## Work request
Reproduce the records below exactly, with nothing altered.

[Dataset entries]

//! Per-block analysis state.
//!
//! A [`BlockState`] is the abstract state the driver carries through one
//! basic block: the escape substate (which allocations are still virtual,
//! what their entries hold, how values alias) plus the read cache. States
//! are created empty at the CFG entry, cloned into a lone successor,
//! merged where paths join, and dropped once no successor can still ask
//! for them.
//!
//! The merge is a meet in the lattice ordered by "more cache entries,
//! hence more precise": only facts every predecessor agrees on survive,
//! so iteration at loop headers can only ever shrink a state, which is
//! what bounds the fixpoint (see the driver).

use tracing::trace;

use crate::ea::cache::{ReadCache, WHOLE_ACCESS};
use crate::ea::objects::ObjectStates;
use crate::ids::ObjectId;
use crate::ir::{Graph, ObjectLayout};
use crate::location::LocationIdentity;

/// The abstract state at one point of one basic block.
#[derive(Debug, Clone, Default)]
pub struct BlockState {
    /// Escape substate and alias resolver.
    pub objects: ObjectStates,
    /// Memoized reads.
    pub cache: ReadCache,
}

impl BlockState {
    /// The empty state: nothing tracked, nothing cached. This is the top
    /// of the lattice - always sound, never precise.
    pub fn new() -> Self {
        Self::default()
    }

    /// Drop every cached read. The response to opaque side effects.
    pub fn kill_reads(&mut self) {
        self.cache.invalidate_all();
    }

    /// Drop cached reads a write under `location`/`index` could alias.
    pub fn kill_reads_at(&mut self, location: LocationIdentity, index: i32) {
        self.cache.invalidate(location, index);
    }

    /// Materialize an object, and transitively every still-virtual object
    /// its entries reference. Returns the ids demoted, in demotion order;
    /// empty if the value was already real.
    ///
    /// For each demoted instance object the read cache is seeded with one
    /// entry per field against the materialized node, so later reads of
    /// those fields hit the cache instead of re-reading memory the pass
    /// knows the contents of. Array objects seed nothing.
    pub fn materialize(&mut self, object: ObjectId, graph: &Graph) -> Vec<ObjectId> {
        let mut demoted = Vec::new();
        let mut worklist = vec![object];
        while let Some(object) = worklist.pop() {
            let Some((node, entries)) = self.objects.demote(object) else {
                continue;
            };
            demoted.push(object);
            for &entry in &entries {
                if let Some(nested) = self.objects.virtual_object(entry) {
                    worklist.push(nested);
                }
            }
            if let Some(ObjectLayout::Instance { fields }) = graph.layouts.get(object) {
                for (slot, &field) in fields.iter().enumerate() {
                    self.cache.record(
                        &self.objects,
                        node,
                        LocationIdentity::Field(field),
                        WHOLE_ACCESS,
                        graph.fields.kind(field),
                        entries[slot],
                    );
                }
            }
        }
        demoted
    }

    /// Degrade to the sound bottom-precision form: every cached read is
    /// dropped and every tracked object demoted, with no cache seeding.
    /// Used by the driver when the loop-iteration bound runs out.
    pub fn poison(&mut self) {
        self.cache.invalidate_all();
        for object in self.objects.virtual_ids() {
            self.objects.demote(object);
        }
    }

    /// Sound one-directional convergence test: true when this state holds
    /// no fact absent from `other`.
    ///
    /// The cache side is submap containment; the escape substate compares
    /// structurally. Deliberately asymmetric - under the driver's
    /// traversal order successive states at a header only ever shrink, so
    /// "the previous state is no more precise than the fresh one" is
    /// exactly convergence.
    pub fn equivalent_to(&self, other: &BlockState) -> bool {
        self.cache.is_submap_of(&other.cache) && self.objects.equivalent(&other.objects)
    }

    /// Meet of the states of all predecessors of a join block.
    ///
    /// The merged cache holds exactly the keys present in every input with
    /// an equal post-resolution value; everything else is dropped. The
    /// result never aliases any input's storage.
    pub fn merge(states: &[&BlockState]) -> BlockState {
        let (first, rest) = match states.split_first() {
            Some(split) => split,
            None => return BlockState::new(),
        };
        if rest.is_empty() {
            return (*first).clone();
        }

        let objects = ObjectStates::merge(
            &states.iter().map(|s| &s.objects).collect::<Vec<_>>(),
        );

        let mut cache = ReadCache::new();
        for (key, value) in first.cache.iter() {
            let canonical = first.objects.resolve(value);
            let agreed = rest.iter().all(|state| {
                state
                    .cache
                    .get(key)
                    .map(|v| state.objects.resolve(v))
                    == Some(canonical)
            });
            if agreed {
                cache.insert_raw(*key, canonical);
            } else {
                trace!(key = %key, "cache entry dropped at merge");
            }
        }

        BlockState { objects, cache }
    }
}
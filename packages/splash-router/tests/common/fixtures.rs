//! Token and storage fixtures shared by the integration tests.

#![allow(dead_code)]

use serde_json::{json, Value};
use splash_router::encode_unsigned;
use splash_router::kernel::{InMemoryKeyValueStore, StorageKey};

/// Pinned "now" used across scenarios (2023-11-14T22:13:20Z)
pub const NOW: i64 = 1_700_000_000;

/// Unsigned token carrying `exp` plus a couple of typical claims
pub fn token_expiring_at(exp: i64) -> String {
    let Value::Object(payload) = json!({
        "sub": "member-1",
        "iat": NOW - 60,
        "exp": exp,
    }) else {
        unreachable!()
    };
    encode_unsigned(&payload)
}

/// Store as left behind by a completed onboarding + login
pub fn logged_in_store(token: &str, user_type: &str) -> InMemoryKeyValueStore {
    InMemoryKeyValueStore::new()
        .with_entry(StorageKey::IsFirstLaunch.as_str(), "false")
        .with_entry(StorageKey::JwtToken.as_str(), token)
        .with_entry(StorageKey::UserType.as_str(), user_type)
}

/// Store as left behind by onboarding with no login yet
pub fn onboarded_store() -> InMemoryKeyValueStore {
    InMemoryKeyValueStore::new().with_entry(StorageKey::IsFirstLaunch.as_str(), "false")
}
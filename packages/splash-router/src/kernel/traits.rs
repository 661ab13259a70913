// Trait definitions for dependency injection
//
// These are INFRASTRUCTURE traits only - no routing logic.
// The routing decision is a pure domain function; these traits carry the
// platform collaborators around it (device storage, navigator, clock).
//
// Naming convention: Base* for trait names (e.g., BaseKeyValueStore, BaseNavigator)

use anyhow::Result;
use async_trait::async_trait;
use std::fmt;

// =============================================================================
// Storage Keys
// =============================================================================

/// Keys the splash flow reads from device storage.
#[derive(Debug, Clone, Copy, PartialEq, Eq, Hash)]
pub enum StorageKey {
    IsFirstLaunch,
    JwtToken,
    UserType,
}

impl StorageKey {
    pub fn as_str(&self) -> &'static str {
        match self {
            StorageKey::IsFirstLaunch => "isFirstLaunch",
            StorageKey::JwtToken => "jwtToken",
            StorageKey::UserType => "userType",
        }
    }
}

impl fmt::Display for StorageKey {
    fn fmt(&self, f: &mut fmt::Formatter<'_>) -> fmt::Result {
        f.write_str(self.as_str())
    }
}

// =============================================================================
// Key-Value Storage Trait (Infrastructure)
// =============================================================================

#[async_trait]
pub trait BaseKeyValueStore: Send + Sync {
    /// Read a stored string. `Ok(None)` means the key was never set.
    async fn get(&self, key: &str) -> Result<Option<String>>;

    /// Persist a string under `key`, replacing any previous value.
    async fn set(&self, key: &str, value: &str) -> Result<()>;
}

// =============================================================================
// Navigation Trait (Infrastructure)
// =============================================================================

#[async_trait]
pub trait BaseNavigator: Send + Sync {
    /// Replace the current screen with `screen_name` (no back-stack entry).
    async fn replace(&self, screen_name: &str) -> Result<()>;
}

// =============================================================================
// Clock Trait (Infrastructure)
// =============================================================================

pub trait BaseClock: Send + Sync {
    /// Current time as whole seconds since the Unix epoch.
    fn now_epoch_seconds(&self) -> i64;
}
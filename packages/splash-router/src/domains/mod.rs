// Business domains
pub mod auth;
pub mod routing;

## Solution for this task
//! Per-block analysis state.
//!
//! A [`BlockState`] is the abstract state the driver carries through one
//! basic block: the escape substate (which allocations are still virtual,
//! what their entries hold, how values alias) plus the read cache. States
//! are created empty at the CFG entry, cloned into a lone successor,
//! merged where paths join, and dropped once no successor can still ask
//! for them.
//!
//! The merge is a meet in the lattice ordered by "more cache entries,
//! hence more precise": only facts every predecessor agrees on survive,
//! so iteration at loop headers can only ever shrink a state, which is
//! what bounds the fixpoint (see the driver).

use tracing::trace;

use crate::ea::cache::{ReadCache, WHOLE_ACCESS};
use crate::ea::objects::ObjectStates;
use crate::ids::ObjectId;
use crate::ir::{Graph, ObjectLayout};
use crate::location::LocationIdentity;

/// The abstract state at one point of one basic block.
#[derive(Debug, Clone, Default)]
pub struct BlockState {
    /// Escape substate and alias resolver.
    pub objects: ObjectStates,
    /// Memoized reads.
    pub cache: ReadCache,
}

impl BlockState {
    /// The empty state: nothing tracked, nothing cached. This is the top
    /// of the lattice - always sound, never precise.
    pub fn new() -> Self {
        Self::default()
    }

    /// Drop every cached read. The response to opaque side effects.
    pub fn kill_reads(&mut self) {
        self.cache.invalidate_all();
    }

    /// Drop cached reads a write under `location`/`index` could alias.
    pub fn kill_reads_at(&mut self, location: LocationIdentity, index: i32) {
        self.cache.invalidate(location, index);
    }

    /// Materialize an object, and transitively every still-virtual object
    /// its entries reference. Returns the ids demoted, in demotion order;
    /// empty if the value was already real.
    ///
    /// For each demoted instance object the read cache is seeded with one
    /// entry per field against the materialized node, so later reads of
    /// those fields hit the cache instead of re-reading memory the pass
    /// knows the contents of. Array objects seed nothing.
    pub fn materialize(&mut self, object: ObjectId, graph: &Graph) -> Vec<ObjectId> {
        let mut demoted = Vec::new();
        let mut worklist = vec![object];
        while let Some(object) = worklist.pop() {
            let Some((node, entries)) = self.objects.demote(object) else {
                continue;
            };
            demoted.push(object);
            for &entry in &entries {
                if let Some(nested) = self.objects.virtual_object(entry) {
                    worklist.push(nested);
                }
            }
            if let Some(ObjectLayout::Instance { fields }) = graph.layouts.get(object) {
                for (slot, &field) in fields.iter().enumerate() {
                    self.cache.record(
                        &self.objects,
                        node,
                        LocationIdentity::Field(field),
                        WHOLE_ACCESS,
                        graph.fields.kind(field),
                        entries[slot],
                    );
                }
            }
        }
        demoted
    }

    /// Degrade to the sound bottom-precision form: every cached read is
    /// dropped and every tracked object demoted, with no cache seeding.
    /// Used by the driver when the loop-iteration bound runs out.
    pub fn poison(&mut self) {
        self.cache.invalidate_all();
        for object in self.objects.virtual_ids() {
            self.objects.demote(object);
        }
    }

    /// Sound one-directional convergence test: true when this state holds
    /// no fact absent from `other`.
    ///
    /// The cache side is submap containment; the escape substate compares
    /// structurally. Deliberately asymmetric - under the driver's
    /// traversal order successive states at a header only ever shrink, so
    /// "the previous state is no more precise than the fresh one" is
    /// exactly convergence.
    pub fn equivalent_to(&self, other: &BlockState) -> bool {
        self.cache.is_submap_of(&other.cache) && self.objects.equivalent(&other.objects)
    }

    /// Meet of the states of all predecessors of a join block.
    ///
    /// The merged cache holds exactly the keys present in every input with
    /// an equal post-resolution value; everything else is dropped. The
    /// result never aliases any input's storage.
    pub fn merge(states: &[&BlockState]) -> BlockState {
        let (first, rest) = match states.split_first() {
            Some(split) => split,
            None => return BlockState::new(),
        };
        if rest.is_empty() {
            return (*first).clone();
        }

        let objects = ObjectStates::merge(
            &states.iter().map(|s| &s.objects).collect::<Vec<_>>(),
        );

        let mut cache = ReadCache::new();
        for (key, value) in first.cache.iter() {
            let canonical = first.objects.resolve(value);
            let agreed = rest.iter().all(|state| {
                state
                    .cache
                    .get(key)
                    .map(|v| state.objects.resolve(v))
                    == Some(canonical)
            });
            if agreed {
                cache.insert_raw(*key, canonical);
            } else {
                trace!(key = %key, "cache entry dropped at merge");
            }
        }

        BlockState { objects, cache }
    }
}
filename packages/splash-router/tests/common/fixtures.rs
//! Token and storage fixtures shared by the integration tests.

#![allow(dead_code)]

use serde_json::{json, Value};
use splash_router::encode_unsigned;
use splash_router::kernel::{InMemoryKeyValueStore, StorageKey};

/// Pinned "now" used across scenarios (2023-11-14T22:13:20Z)
pub const NOW: i64 = 1_700_000_000;

/// Unsigned token carrying `exp` plus a couple of typical claims
pub fn token_expiring_at(exp: i64) -> String {
    let Value::Object(payload) = json!({
        "sub": "member-1",
        "iat": NOW - 60,
        "exp": exp,
    }) else {
        unreachable!()
    };
    encode_unsigned(&payload)
}

/// Store as left behind by a completed onboarding + login
pub fn logged_in_store(token: &str, user_type: &str) -> InMemoryKeyValueStore {
    InMemoryKeyValueStore::new()
        .with_entry(StorageKey::IsFirstLaunch.as_str(), "false")
        .with_entry(StorageKey::JwtToken.as_str(), token)
        .with_entry(StorageKey::UserType.as_str(), user_type)
}

/// Store as left behind by onboarding with no login yet
pub fn onboarded_store() -> InMemoryKeyValueStore {
    InMemoryKeyValueStore::new().with_entry(StorageKey::IsFirstLaunch.as_str(), "false")
}
filename packages/splash-router/src/kernel/traits.rs
repository 661ab13259a70913
// Trait definitions for dependency injection
//
// These are INFRASTRUCTURE traits only - no routing logic.
// The routing decision is a pure domain function; these traits carry the
// platform collaborators around it (device storage, navigator, clock).
//
// Naming convention: Base* for trait names (e.g., BaseKeyValueStore, BaseNavigator)

use anyhow::Result;
use async_trait::async_trait;
use std::fmt;

// =============================================================================
// Storage Keys
// =============================================================================

/// Keys the splash flow reads from device storage.
#[derive(Debug, Clone, Copy, PartialEq, Eq, Hash)]
pub enum StorageKey {
    IsFirstLaunch,
    JwtToken,
    UserType,
}

impl StorageKey {
    pub fn as_str(&self) -> &'static str {
        match self {
            StorageKey::IsFirstLaunch => "isFirstLaunch",
            StorageKey::JwtToken => "jwtToken",
            StorageKey::UserType => "userType",
        }
    }
}

impl fmt::Display for StorageKey {
    fn fmt(&self, f: &mut fmt::Formatter<'_>) -> fmt::Result {
        f.write_str(self.as_str())
    }
}

// =============================================================================
// Key-Value Storage Trait (Infrastructure)
// =============================================================================

#[async_trait]
pub trait BaseKeyValueStore: Send + Sync {
    /// Read a stored string. `Ok(None)` means the key was never set.
    async fn get(&self, key: &str) -> Result<Option<String>>;

    /// Persist a string under `key`, replacing any previous value.
    async fn set(&self, key: &str, value: &str) -> Result<()>;
}

// =============================================================================
// Navigation Trait (Infrastructure)
// =============================================================================

#[async_trait]
pub trait BaseNavigator: Send + Sync {
    /// Replace the current screen with `screen_name` (no back-stack entry).
    async fn replace(&self, screen_name: &str) -> Result<()>;
}

// =============================================================================
// Clock Trait (Infrastructure)
// =============================================================================

pub trait BaseClock: Send + Sync {
    /// Current time as whole seconds since the Unix epoch.
    fn now_epoch_seconds(&self) -> i64;
}
filename packages/splash-router/src/domains/mod.rs
// Business domains
pub mod auth;
pub mod routing;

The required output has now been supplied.